* **HOW TO COMPLETE THIS TASK**
Print the records exactly. Miss nothing.
* * * * *
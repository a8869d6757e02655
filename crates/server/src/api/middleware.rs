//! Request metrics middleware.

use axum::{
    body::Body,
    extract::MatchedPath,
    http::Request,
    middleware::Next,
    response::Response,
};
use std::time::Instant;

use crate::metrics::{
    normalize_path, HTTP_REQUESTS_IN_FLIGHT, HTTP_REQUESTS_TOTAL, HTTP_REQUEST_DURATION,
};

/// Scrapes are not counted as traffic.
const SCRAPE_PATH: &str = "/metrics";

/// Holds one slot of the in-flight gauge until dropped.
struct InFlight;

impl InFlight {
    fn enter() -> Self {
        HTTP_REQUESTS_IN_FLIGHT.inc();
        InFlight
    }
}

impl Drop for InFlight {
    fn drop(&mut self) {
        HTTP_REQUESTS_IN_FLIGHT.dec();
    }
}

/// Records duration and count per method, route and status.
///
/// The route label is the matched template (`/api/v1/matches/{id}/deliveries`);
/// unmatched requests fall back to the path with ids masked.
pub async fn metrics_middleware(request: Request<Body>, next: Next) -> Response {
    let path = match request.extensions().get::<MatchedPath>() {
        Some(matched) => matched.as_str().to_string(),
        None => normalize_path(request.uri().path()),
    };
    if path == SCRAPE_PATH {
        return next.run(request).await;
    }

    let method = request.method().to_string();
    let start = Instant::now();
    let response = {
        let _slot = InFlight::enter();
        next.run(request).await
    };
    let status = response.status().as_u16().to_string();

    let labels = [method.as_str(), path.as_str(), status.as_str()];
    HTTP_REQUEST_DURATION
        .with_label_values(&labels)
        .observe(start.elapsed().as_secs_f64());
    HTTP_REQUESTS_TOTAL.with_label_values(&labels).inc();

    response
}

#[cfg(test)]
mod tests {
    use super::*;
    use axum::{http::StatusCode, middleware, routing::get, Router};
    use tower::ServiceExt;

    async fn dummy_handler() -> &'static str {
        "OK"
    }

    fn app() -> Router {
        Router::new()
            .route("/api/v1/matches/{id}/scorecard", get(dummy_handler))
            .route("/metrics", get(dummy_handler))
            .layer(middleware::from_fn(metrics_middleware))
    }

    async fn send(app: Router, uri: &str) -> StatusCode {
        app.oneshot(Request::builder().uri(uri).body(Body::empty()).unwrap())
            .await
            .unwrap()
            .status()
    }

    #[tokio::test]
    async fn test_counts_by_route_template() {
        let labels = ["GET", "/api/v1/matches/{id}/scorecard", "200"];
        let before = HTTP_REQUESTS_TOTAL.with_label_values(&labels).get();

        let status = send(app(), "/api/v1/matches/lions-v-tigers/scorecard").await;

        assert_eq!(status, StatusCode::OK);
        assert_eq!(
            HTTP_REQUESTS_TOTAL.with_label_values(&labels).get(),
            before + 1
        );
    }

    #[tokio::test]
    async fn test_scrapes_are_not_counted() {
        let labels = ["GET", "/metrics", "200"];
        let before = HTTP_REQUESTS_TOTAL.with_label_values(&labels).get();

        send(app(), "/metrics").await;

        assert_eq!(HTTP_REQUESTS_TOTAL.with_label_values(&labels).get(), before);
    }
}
* * * * *
* **ANSWER FOR THIS EXERCISE**
repository a8869d6757e02655
filename crates/server/src/api/middleware.rs
//! Request metrics middleware.

use axum::{
    body::Body,
    extract::MatchedPath,
    http::Request,
    middleware::Next,
    response::Response,
};
use std::time::Instant;

use crate::metrics::{
    normalize_path, HTTP_REQUESTS_IN_FLIGHT, HTTP_REQUESTS_TOTAL, HTTP_REQUEST_DURATION,
};

/// Scrapes are not counted as traffic.
const SCRAPE_PATH: &str = "/metrics";

/// Holds one slot of the in-flight gauge until dropped.
struct InFlight;

impl InFlight {
    fn enter() -> Self {
        HTTP_REQUESTS_IN_FLIGHT.inc();
        InFlight
    }
}

impl Drop for InFlight {
    fn drop(&mut self) {
        HTTP_REQUESTS_IN_FLIGHT.dec();
    }
}

/// Records duration and count per method, route and status.
///
/// The route label is the matched template (`/api/v1/matches/{id}/deliveries`);
/// unmatched requests fall back to the path with ids masked.
pub async fn metrics_middleware(request: Request<Body>, next: Next) -> Response {
    let path = match request.extensions().get::<MatchedPath>() {
        Some(matched) => matched.as_str().to_string(),
        None => normalize_path(request.uri().path()),
    };
    if path == SCRAPE_PATH {
        return next.run(request).await;
    }

    let method = request.method().to_string();
    let start = Instant::now();
    let response = {
        let _slot = InFlight::enter();
        next.run(request).await
    };
    let status = response.status().as_u16().to_string();

    let labels = [method.as_str(), path.as_str(), status.as_str()];
    HTTP_REQUEST_DURATION
        .with_label_values(&labels)
        .observe(start.elapsed().as_secs_f64());
    HTTP_REQUESTS_TOTAL.with_label_values(&labels).inc();

    response
}

#[cfg(test)]
mod tests {
    use super::*;
    use axum::{http::StatusCode, middleware, routing::get, Router};
    use tower::ServiceExt;

    async fn dummy_handler() -> &'static str {
        "OK"
    }

    fn app() -> Router {
        Router::new()
            .route("/api/v1/matches/{id}/scorecard", get(dummy_handler))
            .route("/metrics", get(dummy_handler))
            .layer(middleware::from_fn(metrics_middleware))
    }

    async fn send(app: Router, uri: &str) -> StatusCode {
        app.oneshot(Request::builder().uri(uri).body(Body::empty()).unwrap())
            .await
            .unwrap()
            .status()
    }

    #[tokio::test]
    async fn test_counts_by_route_template() {
        let labels = ["GET", "/api/v1/matches/{id}/scorecard", "200"];
        let before = HTTP_REQUESTS_TOTAL.with_label_values(&labels).get();

        let status = send(app(), "/api/v1/matches/lions-v-tigers/scorecard").await;

        assert_eq!(status, StatusCode::OK);
        assert_eq!(
            HTTP_REQUESTS_TOTAL.with_label_values(&labels).get(),
            before + 1
        );
    }

    #[tokio::test]
    async fn test_scrapes_are_not_counted() {
        let labels = ["GET", "/metrics", "200"];
        let before = HTTP_REQUESTS_TOTAL.with_label_values(&labels).get();

        send(app(), "/metrics").await;

        assert_eq!(HTTP_REQUESTS_TOTAL.with_label_values(&labels).get(), before);
    }
}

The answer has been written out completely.